Anderson began by saying that the U.S. alone accounted for $10.2 billion in revenue, for both hardware and software this year. (Going forward, all statistics and numbers mentioned here concern the U.S. exclusively.) He pointed out a slow decline in PC retail sales, and a rise in handhelds. He then moved onto a particularly interesting topic, next-gen hardware sales.
For 2007, IDG predicts Microsoft dominance for the next two years in the North American next-gen game hardware market, at least in terms of installed base. The forecast predicts 10.6 million consoles in homes for Xbox 360, 6.8 million for PlayStation 3, and a modest 3.5 million for Wii in 2007. In 2008, Anderson suggests 15.5 million units in homes for the 360, 13.5 million for PS3, and 6.8 million for Wii. He does mention that his group expects the PS3 to win out in the installed based race in the end, perhaps in 2009.

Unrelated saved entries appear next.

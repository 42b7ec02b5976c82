use super::names::DomainName;
use super::{bigendians, names, DnsClass, DnsFormatError, DnsRRType, DnsRecordData};

#[derive(Clone, PartialEq, Debug)]
pub struct DnsResourceRecord {
    pub name: DomainName,
    pub class: DnsClass,
    // Unsigned 32 bit integer signifying the amount of time the client can
    // cache this answer for. 0 means not to cache. Note that RFC 1035 states
    // this is signed in some sections, this is corrected in errata.
    pub ttl: u32,
    pub rdata: DnsRecordData,
}

impl DnsResourceRecord {
    pub fn new(name: DomainName, class: DnsClass, ttl: u32, rdata: DnsRecordData) -> Self {
        DnsResourceRecord {
            name,
            class,
            ttl,
            rdata,
        }
    }

    pub fn rr_type(&self) -> DnsRRType {
        self.rdata.rr_type()
    }

    // EDNS OPT records (RFC6891) repurpose the class and ttl fields entirely;
    // they never appear in zone data this codebase serves and are rejected
    // as an unsupported rrtype further up in dispatch, so they aren't
    // special-cased here.
    pub fn from_bytes(
        packet_bytes: &[u8],
        pos: usize,
    ) -> Result<(DnsResourceRecord, usize), DnsFormatError> {
        let (name_labels, new_pos) = names::deserialize_name(packet_bytes, pos)?;
        if new_pos + 10 > packet_bytes.len() {
            return Err(DnsFormatError::make_error(
                "end of packet parsing resource record header".to_string(),
            ));
        }
        let rrtype_num = bigendians::to_u16(&packet_bytes[new_pos..new_pos + 2]);
        let class_num = bigendians::to_u16(&packet_bytes[new_pos + 2..new_pos + 4]);
        let ttl = bigendians::to_u32(&packet_bytes[new_pos + 4..new_pos + 8]);
        let rd_length = bigendians::to_u16(&packet_bytes[new_pos + 8..new_pos + 10]);
        let data_pos = new_pos + 10;

        let rr_type = match num::FromPrimitive::from_u16(rrtype_num) {
            Some(x) => Ok(x),
            None => Err(DnsFormatError::make_error(format!(
                "invalid rrtype value: {:#x}",
                rrtype_num
            ))),
        }?;
        // Like qclass, an RR's class is not a closed set on the wire; any
        // value decodes (see DnsClass::from_u16).
        let class = DnsClass::from_u16(class_num);

        let rdata = DnsRecordData::from_bytes(packet_bytes, data_pos, rr_type, rd_length)?;
        let pos = data_pos + rd_length as usize;

        let rr = DnsResourceRecord {
            name: DomainName::from_labels(name_labels)?,
            class,
            ttl,
            rdata,
        };

        Ok((rr, pos))
    }

    pub fn to_bytes(&self) -> Vec<u8> {
        let mut bytes = Vec::new();
        let rdata_bytes = self.rdata.to_bytes();

        bytes.extend_from_slice(&names::serialize_name(self.name.labels()));
        bytes.extend_from_slice(&bigendians::from_u16(self.rr_type() as u16));
        bytes.extend_from_slice(&bigendians::from_u16(self.class.to_u16()));
        bytes.extend_from_slice(&bigendians::from_u32(self.ttl));
        bytes.extend_from_slice(&bigendians::from_u16(rdata_bytes.len() as u16));
        bytes.extend_from_slice(&rdata_bytes);

        bytes
    }
}

#[cfg(test)]
mod tests {
    use super::*;
    use std::net::Ipv4Addr;

    #[test]
    fn resource_record_roundtrips() {
        let rr = DnsResourceRecord::new(
            DomainName::from_text("example.com").unwrap(),
            DnsClass::IN,
            300,
            DnsRecordData::A(Ipv4Addr::new(192, 0, 2, 5)),
        );
        let bytes = rr.to_bytes();
        let (decoded, pos) = DnsResourceRecord::from_bytes(&bytes, 0).unwrap();
        assert_eq!(decoded, rr);
        assert_eq!(pos, bytes.len());
    }
}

IDG also analyzed multiple console ownership, and found that there was a decent amount of crossover, with many homes owning more than one console. With the next generation, Anderson predicts more single console ownership, with most households choosing either the 360 or the PS3, and with most crossover happening when those households also chose to pick up a Wii.
For handhelds, in 2006 the group breaks the numbers down to 34.4 million installed units for the Game Boy Advance, 8.7 million for PSP, and 8.8 million for DS. In 2007, he predicts 34.8 million for GBA (admitting that they aren’t quite certain how relevant those numbers will be in 2007 and later, with new software being more scarce), 14.4 million for PSP, and 15 million for DS. In 2008 he sees a larger gap between the DS and the PSP with 34.9 million for GBA, 17.6 million for PSP, and 20 million for DS.

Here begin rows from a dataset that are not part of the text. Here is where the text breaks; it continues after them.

// DnsClass is not a closed enum on the wire: RFC1035 leaves class values
// other than the enumerated few undefined, and SPEC_FULL section 13 is
// explicit that the codec must parse whatever class value is present
// rather than fail to decode it -- only the dispatcher, after a successful
// parse, decides what to do with a class it doesn't serve (REFUSED, not
// FORMERR). `Other` carries any value outside the enumerated set so the
// decoder never has to reject a message on this field alone.
#[derive(Clone, Copy, PartialEq, Eq, Debug)]
pub enum DnsClass {
    // 0: Reserved (RFC 6895)
    // 1: INternet - Basically the only actually used DNS Class
    IN,
    // 2: CSnet - Obsolete when the DNS standard was published and not even
    //    listed by IANA.
    CS,
    // 3: CHaos - IANA has this listed, but they cite a paper, not an RFC.
    CH,
    // 4: HeSiod - Same deal as CHaos.
    HS,
    // 254: NONE - Used to differentiate nonexistant RRsets from empty
    //      (zero-length) ones in Update operations. (RFC 2136)
    NONE,
    // 255: ANY - Only valid in queries, means that the client is asking for any
    //      DNS records regardless of class.
    ANY,
    // Any class value not enumerated above, kept verbatim so the wire
    // codec can round-trip it without having an opinion about it.
    Other(u16),
}

impl DnsClass {
    pub fn from_u16(value: u16) -> DnsClass {
        match value {
            1 => DnsClass::IN,
            2 => DnsClass::CS,
            3 => DnsClass::CH,
            4 => DnsClass::HS,
            254 => DnsClass::NONE,
            255 => DnsClass::ANY,
            other => DnsClass::Other(other),
        }
    }

    pub fn to_u16(self) -> u16 {
        match self {
            DnsClass::IN => 1,
            DnsClass::CS => 2,
            DnsClass::CH => 3,
            DnsClass::HS => 4,
            DnsClass::NONE => 254,
            DnsClass::ANY => 255,
            DnsClass::Other(value) => value,
        }
    }
}

#[cfg(test)]
mod tests {
    use super::*;

    #[test]
    fn enumerated_classes_roundtrip() {
        for (value, class) in [
            (1u16, DnsClass::IN),
            (2, DnsClass::CS),
            (3, DnsClass::CH),
            (4, DnsClass::HS),
            (254, DnsClass::NONE),
            (255, DnsClass::ANY),
        ] {
            assert_eq!(DnsClass::from_u16(value), class);
            assert_eq!(class.to_u16(), value);
        }
    }

    #[test]
    fn unrecognized_class_value_round_trips_as_other() {
        let class = DnsClass::from_u16(0);
        assert_eq!(class, DnsClass::Other(0));
        assert_eq!(class.to_u16(), 0);

        let class = DnsClass::from_u16(10);
        assert_eq!(class, DnsClass::Other(10));
        assert_eq!(class.to_u16(), 10);
    }
}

Next, Anderson continued his presentation with a discussion of game quality. Using aggregates from gamerankings.com, IDG took average video game scores for each console over time. The three main consoles all average about 70%, though in the first year of each console’s life, there was a bit of a difference. From the onset, the Gamecube’s scores were highest, followed by Xbox, then PS2, which hovered around 70% for the entire duration. Handhelds rank a bit lower, with the DS surprisingly the lowest of the three.
The PSP performed roughly like a console, just below 70%, with the GBA below that, and the DS further down. Most surprising, however, is that the 360’s average is closer to 80%, which Anderson takes to mean that game quality, at least for this first batch of next-gen titles, has increased. However, he cautions that this may not mean better sales, but rather that 80% is now the new baseline of expectation, and that anything below may suffer more than in previous generations.

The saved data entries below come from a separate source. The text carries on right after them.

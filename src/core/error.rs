//! Error types shared by the harness

use super::power::PowerError;
use thiserror::Error;

/// Harness error types
#[derive(Error, Debug)]
pub enum HarnessError {
    /// Configuration error
    #[error("Configuration error: {0}")]
    Config(String),

    /// Target name does not match `[\w-]+`
    #[error("Invalid target name: '{0}'")]
    InvalidTargetName(String),

    /// Unknown target
    #[error("Unknown target: {0}")]
    UnknownTarget(String),

    /// Connection failed
    #[error("Connection failed: {0}")]
    ConnectionFailed(String),

    /// Operation needs a connected target
    #[error("Target '{0}' is not connected")]
    NotConnected(String),

    /// SSH protocol error
    #[error("SSH error: {0}")]
    Ssh(#[from] ssh2::Error),

    /// I/O error
    #[error("I/O error: {0}")]
    Io(#[from] std::io::Error),

    /// Image decoding or encoding error
    #[error("Image error: {0}")]
    Image(#[from] image::ImageError),

    /// File transfer failed
    #[error("Transfer failed: {0}")]
    Transfer(String),

    /// Power relay error
    #[error("Power device error: {0}")]
    Power(#[from] PowerError),

    /// Operation timed out
    #[error("Timeout after {0} seconds: {1}")]
    Timeout(u64, String),

    /// A test check failed
    #[error("Assertion failed: {0}")]
    Assertion(String),

    /// A test decided not to run
    #[error("Test skipped: {0}")]
    Skipped(String),
}

impl HarnessError {
    /// Build an assertion failure
    pub fn assertion(msg: impl Into<String>) -> Self {
        Self::Assertion(msg.into())
    }

    /// Build a skip notice
    pub fn skipped(reason: impl Into<String>) -> Self {
        Self::Skipped(reason.into())
    }

    /// Is this a test-ending assertion (as opposed to an infrastructure error)?
    pub fn is_assertion(&self) -> bool {
        matches!(self, Self::Assertion(_))
    }
}

/// Result alias used across the crate
pub type Result<T> = std::result::Result<T, HarnessError>;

Finally, IDG also predicted estimates for the emerging PC digital business models, including casual and online games and download services such as Valve’s Steam. Anderson’s group estimates roughly $1 billion for these emerging models of sale in 2006 in the U.S., taking care to mention that IDG’s estimates are often on the conservative side.
He then went on to outline data on marketshare, bringing an end to the intriguing presentation. For present-gen consoles, the Xbox is at 25%, the PlayStation 2 at 56%, and the Gamecube at a 19% marketshare, according to IDG.